Bisweilen wie in Kinderzeichnungen, mit in die Farbe geritzten
Umrisslinien, einfachen, „ungelenken“ Formen von archaischer Kraft.
Wichtige Elemente werden akzentuiert, vor allem die Augen. Häufig werden
Themen mehrfach durchgespielt, zum Beispiel der „Kistenläufer“ als
ambivalente Verbindung von Bewegung und Statik, Freiheit und
Gefangensein. Bei diesem Wiederaufgreifen verändern sich die Motive. So
transformieren „Madonnen“ sich hin zu abstrakten organischen Formen,
deren figürliche Ursprünge nur durch den Vergleich zu erschließen sind.
An der Grenze zur menschlichen Gestalt stehen Fratzen: manchmal
düster, manchmal melancholisch, manchmal von zeichenhaftem Charakter.
Auch
andere Motive tauchen immer wieder auf. Formen, die an Schalen oder
Boote erinnern. Oder Leitern, ein Topos von einem weiten
Bedeutungsspektrum von der Flucht- bzw. Rettungsleiter bis hin zur
„Himmelsleiter“, einem in fast allen Kulturen seit ältester Zeit
verbreiteten Symbol von nicht nur übertragenem, sondern auch realem
Charakter.
Ebenfalls
integraler Bestandteil vieler Bilder ist die Schrift, mit der eine
zweite, aber letztlich ebenso vieldeutige Bedeutungsebene eingefügt
wird. Teils als grafische Zeichen eingefügt oder aufgelöst, oft
übermalt, wecken die Begriffe Assoziationen und verweigern eindeutige
Auskünfte. Auch Zahlen tauchen auf – in einem Blatt mit der Skizze eines
gehörnten „Kentauren“ wie in einem Rätselheft als Aufforderung, die
Zahlen nacheinander mit einer Linie zu einer Zeichnung zu verbinden:
eine anwesend-abwesende zweite Zeichnung im Bild. Dazu die Buchstaben N
und Y = New York? Aber wie passt das zum Kentauren?
Neuerdings
entstehen serielle, additive Bildstrukturen aus nebeneinander
gesetzten Kästchen, die an eine Seite aus einem Storyboard erinnern.

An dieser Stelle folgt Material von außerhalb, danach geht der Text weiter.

//! Mutation-event capture and dispatch for GraphQL subscriptions over a
//! graph database.
//!
//! Raw mutation records enter through [`SubscriptionEngine::emit`], are
//! normalized into typed [`MutationEvent`]s and fanned out to every matching
//! subscription, each getting a payload shaped by its own selection set.

pub mod config;
pub mod engine;
pub mod errors;
pub mod events;
pub mod filter;
pub mod payload;
pub mod schema;
pub mod selection;
pub mod subscriptions;

#[cfg(feature = "graphql")]
pub mod graphql;

#[cfg(feature = "graphql")]
pub mod replay;

#[cfg(test)]
mod test_fixtures;

pub use config::EngineConfig;
pub use engine::SubscriptionEngine;
pub use events::{MutationEvent, RawMutationRecord};
pub use schema::{SchemaMetadata, TypeRegistry};
pub use subscriptions::{Operation, SubscriptionHandle, SubscriptionRequest, Transport};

Auch hier werden Erwartungshaltungen gleichermaßen geweckt wie
unterlaufen, denn in den Kästchen finden sich keine realistischen
Darstellungen, sondern abstrakte Formen, möglicherweise als
Weiterentwicklung von Figuren aus früheren Arbeiten.
In
all diesen Bildern zeigt sich eine Vielfalt unterschiedlicher
„Tonlagen“ vom pastosen, großzügigen Farbauftrag bis hin zu
differenzierten, filigranen Linien und Zeichnungen. Vielfältig sind auch
die verwendeten Materialien: Öl, Tinte, Aquarell, Bleistift,
Photoübermalungen, etc., die häufig in einem Bild kombiniert werden und
dadurch dem Werk eine zusätzliche plastische und haptische Qualität
geben. Die Größe der Arbeiten variiert von Großformaten auf Leinwand bis
hin zu kleinen Zeichnungen, wobei sich gerade die kleinformatigen
Arbeiten häufig durch eine erstaunliche Intensität auszeichnen. Weder
formal noch inhaltlich läßt sich diese Vielgestaltigkeit, die von einer
intensiven Auseinandersetzung mit einer großen Zahl von
Künstlerkollegen zeugt, auf Dubuffet und Klee reduzieren.
In
Becketts Text heißt es an anderer Stelle: „Halten Sie sich fern von
der abstrakten Kunst. Die wird von ein paar Gaunern und Nichtskönnern
fabriziert, die etwas anderes gar nicht zuwege brächten. Sie können
nicht zeichnen. Und Ingres hat doch gesagt, Zeichnen sei der Beweis für
Redlichkeit in der Kunst. Sie können auch nicht malen. Und Delacroix
hat doch gesagt, die Farbe sei der Beweis für Redlichkeit in der Kunst.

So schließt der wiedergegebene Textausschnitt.